A Providential Calling
Maggie Dunn was a licensed therapist in southeast Michigan in 2001, working in the juvenile justice system with difficult, hard-core offenders when she began to understand more clearly a vision she and her husband, Jason, had received.
Dunn was raised as the second of 14 children in Oakland Township, Michigan. Her parents, Jim and Michele Smither, were passionate about making faith real in the lives of their children — eight of them adopted. Because of her parents’ example, Dunn knew as a teenager that she wanted to make an impact in the lives of others.
After the Dunns wed in 1995, they spent 18 years in pastoral ministry, first as children’s and youth pastors in Troy Assembly of God in Michigan, and later as lead pastors at The Well in Mt. Clemens.
The couple raised two biological children, Nathanyel and Grace, now 19 and 18. The couple also became foster parents, and adopted six of those foster children: Jessica, now 27, Grant, 15, Christian,14, Dominique, 10, Layla, 4, and Myles, 3.
The Dunns witnessed the plight of unwanted youth in the foster care system. Jason, a licensed Assemblies of God minister, and Maggie both sensed a mission to kids who flailed, suffered, and sometimes even died in Michigan’s foster care system. As Maggie worked as a therapist in the system, the couple understood their calling more clearly.
“The Lord is not here to give us assignments that make sense,” she says. “What are a few sleepless nights in light of the destinies of these kids?”
Even though raising eight children sounds daunting to most people, Maggie and Jason, who have been married 22 years, felt called to do more.
In 2012, the Dunns quit their career jobs, and stepped out in faith to establish House of Providence, a residential foster care facility, to fulfill the vision God had given them when they started working with the foster care system.
As God continued to direct them, miracles began.
Jason, now 44, and Maggie, 43, received a call from the director of Life Challenge Ministries. The Adult & Teen Challenge affiliate offered the gift of a sprawling but ramshackle campus in Detroit, with a bank account of $10,000 included. Over the next eight months, renovations took place and unsolicited large financial gifts poured in.

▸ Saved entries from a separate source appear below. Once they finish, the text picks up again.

//! Reserved record numbers.

/// OBD freeze frame reported through the UDS snapshot interface
pub const OBD_FREEZE_FRAME_RECORD: u8 = 0x00;
/// OBD-on-UDS freeze frame, reported right after [`OBD_FREEZE_FRAME_RECORD`] for the same shadow entry
pub const OBD_ON_UDS_FREEZE_FRAME_RECORD: u8 = 0xf0;
/// Global snapshot record shared across events
pub const GLOBAL_SNAPSHOT_RECORD: u8 = 0xf1;
/// Time series powertrain record, one per event
pub const TIME_SERIES_POWERTRAIN_RECORD: u8 = 0xf2;

/// Selects all OBD extended data records
pub const ALL_OBD_EXTENDED_RECORDS: u8 = 0xfe;
/// Selects all records
pub const ALL_RECORDS: u8 = 0xff;

pub const FIRST_OBD_EXTENDED_RECORD: u8 = 0x90;
pub const LAST_OBD_EXTENDED_RECORD: u8 = 0xef;

/// Fill byte for fixed size records that are longer than the stored data
pub const PADDING: u8 = 0xff;
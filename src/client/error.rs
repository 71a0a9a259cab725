use thiserror::Error;

/// Rejections of a diagnostic request, mapped to negative responses by the service handler.
#[derive(Error, Debug, Copy, Clone, Eq, PartialEq)]
pub enum Error {
    #[error("Wrong DTC")]
    WrongDtc,
    #[error("Wrong DTC Origin")]
    WrongDtcOrigin,
    #[error("DTC Status Does Not Match Type Filter")]
    WrongDtcTypeFilter,
    #[error("Wrong Record Number")]
    WrongRecordNumber,
    #[error("Clear Failed")]
    ClearFailed,
    #[error("Clear Failed Writing Memory")]
    ClearMemoryError,
}
//! J1939 diagnostic readiness messages DM05, DM21 and DM26.
use strum::IntoEnumIterator;

use crate::config::ReadinessGroup;
use crate::dtc::{DtcFormat, NodeIndex};
use crate::freeze_frame::RecordContext;

use super::filter::{combined_status, is_active, is_previously_active};

/// Value reported for unsupported 16 bit parameters
pub const NOT_AVAILABLE_U16: u16 = 0xffff;
/// Value reported for unsupported 8 bit parameters
pub const NOT_AVAILABLE_U8: u8 = 0xff;

/// DM05
#[derive(Debug, Copy, Clone, Default, Eq, PartialEq)]
#[cfg_attr(feature = "serde", derive(serde::Serialize, serde::Deserialize))]
pub struct DiagnosticReadiness1 {
    pub active_trouble_codes: u8,
    pub previously_active_trouble_codes: u8,
    pub obd_compliance: u8,
    pub continuous_monitors_support: u8,
    /// Bit set: monitor not complete
    pub continuous_monitors_status: u8,
    pub non_continuous_monitors_support: u16,
    /// Bit set: monitor not complete
    pub non_continuous_monitors_status: u16,
}

/// DM21
#[derive(Debug, Copy, Clone, Eq, PartialEq)]
#[cfg_attr(feature = "serde", derive(serde::Serialize, serde::Deserialize))]
pub struct DiagnosticReadiness2 {
    pub distance_with_mil_on: u16,
    pub distance_since_clear: u16,
    pub minutes_with_mil_on: u16,
    pub minutes_since_clear: u16,
}

/// DM26
#[derive(Debug, Copy, Clone, Eq, PartialEq)]
#[cfg_attr(feature = "serde", derive(serde::Serialize, serde::Deserialize))]
pub struct DiagnosticReadiness3 {
    pub time_since_engine_start: u16,
    pub warm_ups_since_clear: u8,
    pub continuous_monitors_enabled: u8,
    /// Bit set: monitor not complete this cycle
    pub continuous_monitors_status: u8,
    pub non_continuous_monitors_enabled: u16,
    /// Bit set: monitor not complete this cycle
    pub non_continuous_monitors_status: u16,
}

/// Support and status bits of all configured readiness groups.
#[derive(Default)]
struct MonitorBits {
    continuous_support: u8,
    continuous_status: u8,
    non_continuous_support: u16,
    non_continuous_status: u16,
}

impl MonitorBits {
    /// `support` selects the groups that are reported, `incomplete` the groups whose status bit is set.
    fn collect(ctx: &RecordContext<'_>, support: u32, incomplete: u32) -> Self {
        let mut bits = Self::default();
        for group in ReadinessGroup::iter().filter(|&group| ctx.config.readiness.supports(group)) {
            if support & group.mask() == 0 {
                continue;
            }
            let status = incomplete & group.mask() != 0;
            if group.is_continuous() {
                let bit = 1u8 << group.monitor_bit();
                bits.continuous_support |= bit;
                if status {
                    bits.continuous_status |= bit;
                }
            } else {
                let bit = 1u16 << group.monitor_bit();
                bits.non_continuous_support |= bit;
                if status {
                    bits.non_continuous_status |= bit;
                }
            }
        }
        bits
    }
}

pub(crate) fn readiness1(ctx: &RecordContext<'_>, node: NodeIndex) -> DiagnosticReadiness1 {
    let mut readiness = DiagnosticReadiness1 {
        obd_compliance: ctx.config.readiness.obd_compliance,
        ..Default::default()
    };

    for event_id in ctx.config.event_ids() {
        if !ctx.config.is_group_master(event_id)
            || !ctx.is_visible(event_id, DtcFormat::J1939)
            || !ctx.config.is_assigned_to_node(event_id, node)
        {
            continue;
        }
        let status = combined_status(ctx.config, ctx.memory, event_id);
        if is_active(status) {
            readiness.active_trouble_codes = readiness.active_trouble_codes.saturating_add(1);
        } else if is_previously_active(status) {
            readiness.previously_active_trouble_codes = readiness.previously_active_trouble_codes.saturating_add(1);
        }
    }

    let counters = ctx.memory.obd_counters();
    let bits = MonitorBits::collect(ctx, u32::MAX, !counters.completed_groups);
    readiness.continuous_monitors_support = bits.continuous_support;
    readiness.continuous_monitors_status = bits.continuous_status;
    readiness.non_continuous_monitors_support = bits.non_continuous_support;
    readiness.non_continuous_monitors_status = bits.non_continuous_status;
    readiness
}

pub(crate) fn readiness2(ctx: &RecordContext<'_>) -> DiagnosticReadiness2 {
    let support = &ctx.config.readiness;
    let counters = ctx.memory.obd_counters();
    let value = |supported: bool, value: u16| if supported { value } else { NOT_AVAILABLE_U16 };

    DiagnosticReadiness2 {
        distance_with_mil_on: value(support.distance_with_mil_on, counters.distance_with_mil_on),
        distance_since_clear: value(support.distance_since_clear, counters.distance_since_clear),
        minutes_with_mil_on: value(support.minutes_with_mil_on, counters.minutes_with_mil_on),
        minutes_since_clear: value(support.minutes_since_clear, counters.minutes_since_clear),
    }
}

pub(crate) fn readiness3(ctx: &RecordContext<'_>) -> DiagnosticReadiness3 {
    let support = &ctx.config.readiness;
    let counters = ctx.memory.obd_counters();
    let bits = MonitorBits::collect(ctx, !counters.disabled_this_cycle, !counters.completed_this_cycle);

    DiagnosticReadiness3 {
        time_since_engine_start: if support.time_since_engine_start {
            counters.time_since_engine_start
        } else {
            NOT_AVAILABLE_U16
        },
        warm_ups_since_clear: if support.warm_ups_since_clear {
            counters.warm_ups_since_clear
        } else {
            NOT_AVAILABLE_U8
        },
        continuous_monitors_enabled: bits.continuous_support,
        continuous_monitors_status: bits.continuous_status,
        non_continuous_monitors_enabled: bits.non_continuous_support,
        non_continuous_monitors_status: bits.non_continuous_status,
    }
}
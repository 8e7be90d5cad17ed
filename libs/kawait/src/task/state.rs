// Copyright 2025 Jonas Kruckenberg
//
// Licensed under the Apache License, Version 2.0, <LICENSE-APACHE or
// http://apache.org/licenses/LICENSE-2.0> or the MIT license <LICENSE-MIT or
// http://opensource.org/licenses/MIT>, at your option. This file may not be
// copied, modified, or distributed except according to those terms.

#![expect(
    impl_trait_overcaptures,
    reason = "mycelium_bitfield is not updated to edition 2024 yet"
)]

use crate::loom::sync::atomic::{AtomicUsize, Ordering};
use core::fmt;

/// Managing task state, stored in an atomic `usize`:
///
/// ```text
/// | 3        3 | 2        2 | 1     1 | 0       0 |
/// | released   | complete   | woken   | polling   |
/// ```
///
/// The `POLLING` bit doubles as the lock for the task's future: whoever set it may access the
/// future, nobody else may.
pub(crate) struct State {
    val: AtomicUsize,
}

mycelium_bitfield::bitfield! {
    /// A snapshot of a managing task's current state.
    #[derive(PartialEq, Eq)]
    pub(crate) struct Snapshot<usize> {
        /// If set, the task is currently being polled.
        pub const POLLING: bool;
        /// If set, the task was woken while it was being polled and has to be polled again.
        pub const WOKEN: bool;
        /// If set, the task's future has completed and was dropped.
        pub const COMPLETE: bool;
        /// If set, the owner of the task went away, the future must be dropped instead of being
        /// polled.
        pub const RELEASED: bool;
    }
}

#[must_use]
#[derive(Copy, Clone, Debug, PartialEq, Eq)]
pub(super) enum StartPollAction {
    /// Successful transition, it's okay to poll the task.
    Poll,
    /// The task is already being polled, has completed, or was released.
    DontPoll,
}

#[must_use]
#[derive(Copy, Clone, Debug, PartialEq, Eq)]
pub(super) enum EndPollAction {
    /// The future completed.
    Complete,
    /// The future is pending and nobody woke it during the poll.
    Pending,
    /// The task was woken during the poll, the caller still holds `POLLING` and must poll
    /// again.
    PollAgain,
    /// The owner released the task during the poll, the caller must drop the future.
    Released,
}

#[must_use]
#[derive(Copy, Clone, Debug, PartialEq, Eq)]
pub(super) enum WakeAction {
    /// The task was idle; the caller now holds `POLLING` and has to poll it.
    Poll,
    /// Nothing to do: the poll in flight will pick the wakeup up, or the task is done.
    None,
}

#[must_use]
#[derive(Copy, Clone, Debug, PartialEq, Eq)]
pub(super) enum ReleaseAction {
    /// The task is idle, the caller has exclusive access and must drop the future.
    DropFuture,
    /// A poll is in flight, whoever is polling will drop the future.
    Deferred,
    /// The future already completed.
    None,
}

impl State {
    #[cfg(not(loom))]
    pub(super) const fn new() -> Self {
        Self {
            val: AtomicUsize::new(0),
        }
    }

    #[cfg(loom)]
    pub(super) fn new() -> Self {
        Self {
            val: AtomicUsize::new(0),
        }
    }

    pub(super) fn load(&self, ordering: Ordering) -> Snapshot {
        Snapshot(self.val.load(ordering))
    }

    /// Attempt to transition the task from idle to `POLLING`.
    ///
    /// Should always be followed by [`Self::end_poll`] once the poll is done.
    pub(super) fn start_poll(&self) -> StartPollAction {
        self.transition(|s| {
            if s.get(Snapshot::POLLING) || s.get(Snapshot::COMPLETE) || s.get(Snapshot::RELEASED)
            {
                return StartPollAction::DontPoll;
            }

            s.set(Snapshot::POLLING, true);
            StartPollAction::Poll
        })
    }

    /// Finish a poll. `completed` is true if the future returned `Poll::Ready` (and has been
    /// dropped).
    pub(super) fn end_poll(&self, completed: bool) -> EndPollAction {
        self.transition(|s| {
            debug_assert!(s.get(Snapshot::POLLING));
            debug_assert!(!s.get(Snapshot::COMPLETE));

            if completed {
                s.set(Snapshot::POLLING, false)
                    .set(Snapshot::WOKEN, false)
                    .set(Snapshot::COMPLETE, true);
                return EndPollAction::Complete;
            }

            if s.get(Snapshot::RELEASED) {
                s.set(Snapshot::POLLING, false).set(Snapshot::WOKEN, false);
                return EndPollAction::Released;
            }

            if s.get(Snapshot::WOKEN) {
                // keep POLLING, the caller goes around once more
                s.set(Snapshot::WOKEN, false);
                return EndPollAction::PollAgain;
            }

            s.set(Snapshot::POLLING, false);
            EndPollAction::Pending
        })
    }

    pub(super) fn wake(&self) -> WakeAction {
        self.transition(|s| {
            if s.get(Snapshot::COMPLETE) || s.get(Snapshot::RELEASED) {
                return WakeAction::None;
            }

            // If the task is woken *during* a poll, the poller goes around again instead of us
            // polling it concurrently.
            if s.get(Snapshot::POLLING) {
                s.set(Snapshot::WOKEN, true);
                return WakeAction::None;
            }

            s.set(Snapshot::POLLING, true);
            WakeAction::Poll
        })
    }

    pub(super) fn release(&self) -> ReleaseAction {
        self.transition(|s| {
            if s.get(Snapshot::COMPLETE) || s.get(Snapshot::RELEASED) {
                return ReleaseAction::None;
            }

            s.set(Snapshot::RELEASED, true);

            if s.get(Snapshot::POLLING) {
                ReleaseAction::Deferred
            } else {
                ReleaseAction::DropFuture
            }
        })
    }

    fn transition<T>(&self, mut transition: impl FnMut(&mut Snapshot) -> T) -> T {
        let mut current = self.load(Ordering::Acquire);
        loop {
            let mut next = current;
            // Run the transition function.
            let res = transition(&mut next);

            if current.0 == next.0 {
                return res;
            }

            tracing::trace!("State::transition; current:\n{current}\nnext:\n{next}");
            match self.val.compare_exchange_weak(
                current.0,
                next.0,
                Ordering::AcqRel,
                Ordering::Acquire,
            ) {
                Ok(_) => return res,
                Err(actual) => current = Snapshot(actual),
            }
        }
    }
}

impl fmt::Debug for State {
    fn fmt(&self, f: &mut fmt::Formatter<'_>) -> fmt::Result {
        self.load(Ordering::Relaxed).fmt(f)
    }
}

#[cfg(all(test, not(loom)))]
mod tests {
    use super::*;

    #[test]
    fn wake_while_polling_polls_again() {
        let state = State::new();

        assert_eq!(state.start_poll(), StartPollAction::Poll);
        assert_eq!(state.wake(), WakeAction::None);
        assert_eq!(state.end_poll(false), EndPollAction::PollAgain);
        assert_eq!(state.end_poll(false), EndPollAction::Pending);

        assert_eq!(state.wake(), WakeAction::Poll);
        assert_eq!(state.end_poll(true), EndPollAction::Complete);

        assert_eq!(state.wake(), WakeAction::None);
        assert_eq!(state.start_poll(), StartPollAction::DontPoll);
        assert_eq!(state.release(), ReleaseAction::None);
    }

    #[test]
    fn release_idle_task() {
        let state = State::new();

        assert_eq!(state.start_poll(), StartPollAction::Poll);
        assert_eq!(state.end_poll(false), EndPollAction::Pending);

        assert_eq!(state.release(), ReleaseAction::DropFuture);
        assert_eq!(state.wake(), WakeAction::None);
        assert_eq!(state.release(), ReleaseAction::None);
    }

    #[test]
    fn release_during_poll_is_deferred() {
        let state = State::new();

        assert_eq!(state.start_poll(), StartPollAction::Poll);
        assert_eq!(state.release(), ReleaseAction::Deferred);
        assert_eq!(state.wake(), WakeAction::None);
        assert_eq!(state.end_poll(false), EndPollAction::Released);

        let snapshot = state.load(Ordering::Acquire);
        assert!(!snapshot.get(Snapshot::POLLING));
        assert!(snapshot.get(Snapshot::RELEASED));
    }
}

#[cfg(all(test, loom))]
mod loom {
    use super::*;
    use crate::loom::sync::Arc;
    use crate::loom::thread;

    #[test]
    fn wake_during_poll_is_never_lost() {
        crate::loom::model(|| {
            let state = Arc::new(State::new());
            assert_eq!(state.start_poll(), StartPollAction::Poll);

            let waker = thread::spawn({
                let state = state.clone();
                move || state.wake()
            });

            let mut polls_again = 0;
            while state.end_poll(false) == EndPollAction::PollAgain {
                polls_again += 1;
            }
            let woke = waker.join().unwrap();

            // exactly one side takes responsibility for the next poll
            match woke {
                WakeAction::Poll => {
                    assert_eq!(polls_again, 0);
                    assert_eq!(state.end_poll(false), EndPollAction::Pending);
                }
                WakeAction::None => assert_eq!(polls_again, 1),
            }
        });
    }
}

“God wasn’t providing for us,” Maggie says. “He was responding to the prayers of those abandoned children who cried themselves to sleep every night.”
House of Providence began accepting girls ages 11-17 who had suffered physical and sexual abuse. The girls sometimes had been trafficked by parents looking for a drug fix. Dunn maintained a low staff to resident ratio, and immediately established 24-hour on-site therapeutic services. Girls who come to House of Providence learn that God cares about them, yearns for them to be whole, and that they have worth in His sight.
In 2015, at the Assemblies of God General Council in Orlando, Florida, Dunn received recognition from Her Green Room for her work with foster children.
Mary Beth Bradshaw, leader of Church Multiplication Network Wives, nominated Dunn for the honor.
“The Dunns expanded their own family by adoption, bringing life, hope, and a future for these kids who were written off by society,” Bradshaw says. “They not only love those kids, but are also teaching them life skills, emotional stability, and how to be a family.”
In 2016, House of Providence miraculously purchased 118 acres in a bucolic setting in Oxford, Michigan, a suburb northwest of the Motor City. The ministry is in the process of getting settled in its new location. In June, House of Providence commemorated 50 girls who have been removed from the foster care system and placed into permanent families.
What society offers foster care children isn’t working, Dunn maintains.
“Children who age out of the system at 18 without being adopted are given a stipend and sent on their way,” she says. “But the Lord has given us a model to rescue children that is working.”
Spiritual growth and emotional healing are emphasized at House of Providence. Children experience safety, stability, a high-quality individualized education, and future-focused mentoring in a loving, caring environment. The ministry now reaches both girls and boys, ages 7-19.
“The state of Michigan is asking us to expand,” Dunn says. “The Lord is hearing our cry. No one should be alone on the planet.”